Pandemics are popular. Most films and television programs that center on the nouveau “zombie” popularity involve some form of pandemic. Perhaps the most noted pandemic to ever strike the globe was that of the Black Death.
The Black Death has seen a surge in popularity in the past decade, as well. From The Black Death to Season of the Witch, the modern generation is only discovering the horror and agony the peoples of Europe and Asia suffered during that time.

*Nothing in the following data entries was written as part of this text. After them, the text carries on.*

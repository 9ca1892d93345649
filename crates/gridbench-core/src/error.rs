// SPDX-License-Identifier: MIT OR Apache-2.0
//! Error taxonomy shared by every gridbench crate.

use crate::chunk::ChunkId;
use crate::encoding::EncodingKind;
use std::path::PathBuf;
use thiserror::Error;

/// Boxed error produced by the execution engine.
pub type BoxError = Box<dyn std::error::Error + Send + Sync + 'static>;

/// Errors raised while synthesizing, persisting, or benchmarking a grid
#[derive(Error, Debug)]
pub enum BenchError {
    /// The grid description has a non-positive axis or unusable bounds
    #[error("invalid grid spec: {0}")]
    InvalidSpec(String),

    /// A chunk block size is zero or larger than its axis
    #[error("invalid chunk geometry {geometry}: {reason}")]
    InvalidChunkGeometry {
        /// The rejected geometry, rendered as `TxYxX`
        geometry: String,
        /// What made it invalid
        reason: String,
    },

    /// Persisting one encoding failed
    #[error("failed to write {encoding} artifact for chunks {chunk_id} at {}: {source}", path.display())]
    Write {
        /// Chunk identifier of the artifact
        chunk_id: ChunkId,
        /// Encoding being written
        encoding: EncodingKind,
        /// Target path of the artifact
        path: PathBuf,
        /// Underlying I/O failure
        #[source]
        source: std::io::Error,
    },

    /// The directory holding both encodings could not be created
    #[error("failed to create artifact root {}: {source}", path.display())]
    ArtifactRoot {
        /// Artifact root directory
        path: PathBuf,
        /// Underlying I/O failure
        #[source]
        source: std::io::Error,
    },

    /// An artifact is missing or cannot be decoded
    #[error("{encoding} artifact for chunks {chunk_id} unavailable at {}: {reason}", path.display())]
    ArtifactUnavailable {
        /// Chunk identifier of the artifact
        chunk_id: ChunkId,
        /// Encoding that could not be opened
        encoding: EncodingKind,
        /// Path that was checked
        path: PathBuf,
        /// Why the artifact is unusable
        reason: String,
    },

    /// The execution engine failed to evaluate a computation graph
    #[error("computation failed for {encoding} chunks {chunk_id}: {source}")]
    Computation {
        /// Chunk identifier of the benchmarked artifact
        chunk_id: ChunkId,
        /// Encoding being benchmarked
        encoding: EncodingKind,
        /// Engine failure
        #[source]
        source: BoxError,
    },
}

impl BenchError {
    /// Caller or configuration errors that are surfaced immediately and never retried.
    #[must_use]
    pub const fn is_config_error(&self) -> bool {
        matches!(
            self,
            Self::InvalidSpec(_) | Self::InvalidChunkGeometry { .. }
        )
    }

    /// Encoding attached to an operational failure, if any.
    #[must_use]
    pub const fn encoding(&self) -> Option<EncodingKind> {
        match self {
            Self::Write { encoding, .. }
            | Self::ArtifactUnavailable { encoding, .. }
            | Self::Computation { encoding, .. } => Some(*encoding),
            Self::InvalidSpec(_) | Self::InvalidChunkGeometry { .. } | Self::ArtifactRoot { .. } => {
                None
            }
        }
    }
}

/// Result type alias for gridbench operations
pub type Result<T> = std::result::Result<T, BenchError>;

#[cfg(test)]
mod tests {
    use super::*;
    use crate::chunk::ChunkGeometry;

    #[test]
    fn test_config_errors() {
        let err = BenchError::InvalidSpec("lat count is 0".to_string());
        assert!(err.is_config_error());
        assert_eq!(err.encoding(), None);
        assert_eq!(err.to_string(), "invalid grid spec: lat count is 0");
    }

    #[test]
    fn test_operational_errors_carry_encoding() {
        let err = BenchError::ArtifactUnavailable {
            chunk_id: ChunkGeometry::new(10, 18, 36).chunk_id(),
            encoding: EncodingKind::HierarchicalArrayStore,
            path: PathBuf::from("data/temp_10x18x36.store"),
            reason: "not found".to_string(),
        };
        assert!(!err.is_config_error());
        assert_eq!(err.encoding(), Some(EncodingKind::HierarchicalArrayStore));
        let msg = err.to_string();
        assert!(msg.contains("10x18x36"));
        assert!(msg.contains("HierarchicalArrayStore"));
    }

    #[test]
    fn test_write_error_source() {
        use std::error::Error as _;
        let err = BenchError::Write {
            chunk_id: ChunkGeometry::new(1, 2, 3).chunk_id(),
            encoding: EncodingKind::ColumnarArray,
            path: PathBuf::from("x"),
            source: std::io::Error::other("disk full"),
        };
        assert_eq!(err.source().map(ToString::to_string), Some("disk full".to_string()));
    }

    #[test]
    fn test_artifact_root_names_no_encoding() {
        let err = BenchError::ArtifactRoot {
            path: PathBuf::from("data"),
            source: std::io::Error::other("read-only"),
        };
        assert!(!err.is_config_error());
        assert_eq!(err.encoding(), None);
        assert_eq!(err.to_string(), "failed to create artifact root data: read-only");
    }
}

The Black Death was a bubonic plague “superbug,” as we know them today. How do we know it was a superbug? It’s quite simple. The modern world has access to rapid travel, via airplane, train, and automobile. Bubonic plague epidemics today typically spread at a rate of around 15 miles per day, with the aforementioned transportation methods. During the Black Death, people had access only to horses, foot travel, and boats that depended on wind and water current speed. Yet, with these primitive modes of transit, somehow, the pandemic managed to spread at a rate of around 250 miles per day.

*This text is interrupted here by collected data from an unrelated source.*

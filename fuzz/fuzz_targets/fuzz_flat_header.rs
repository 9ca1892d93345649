#![no_main]
// SPDX-License-Identifier: MIT OR Apache-2.0
//! libFuzzer target for columnar header decoding
//!
//! Tests:
//! - FlatHeader::decode on arbitrary input
//! - No panics on truncated or malformed prefixes
//! - A decoded header re-encodes and decodes to itself

use gridbench_store::flat::FlatHeader;
use libfuzzer_sys::fuzz_target;

fuzz_target!(|data: &[u8]| {
    // Skip overly large inputs
    if data.len() > 1_000_000 {
        return;
    }

    if let Ok((header, offset)) = FlatHeader::decode(data) {
        assert_eq!(offset % 8, 0);
        let encoded = header.encode().expect("decoded header re-encodes");
        let (again, again_offset) = FlatHeader::decode(&encoded).expect("round trip");
        assert_eq!(again, header);
        assert_eq!(again_offset, encoded.len());
    }
});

The disease was believed to have killed well over 30 million in Asia alone, before ever reaching Europe. Modern estimates state that the Black Death killed between 1/3 and ½ of Europe’s population in three years.
One of the most bizarre elements of the pandemic was its seemingly arbitrary and willful nature. It seemed to contaminate at will. It would just as easily infect an animal as it would a human. It could wipe out entire families, but leave one or two alive. Just as mystifying, after it circled and started into Russia, the disease just stopped.
The bubonic plague continued to appear randomly throughout European history, but never again did it manifest the insatiable nature, or the capacity to spread across continents.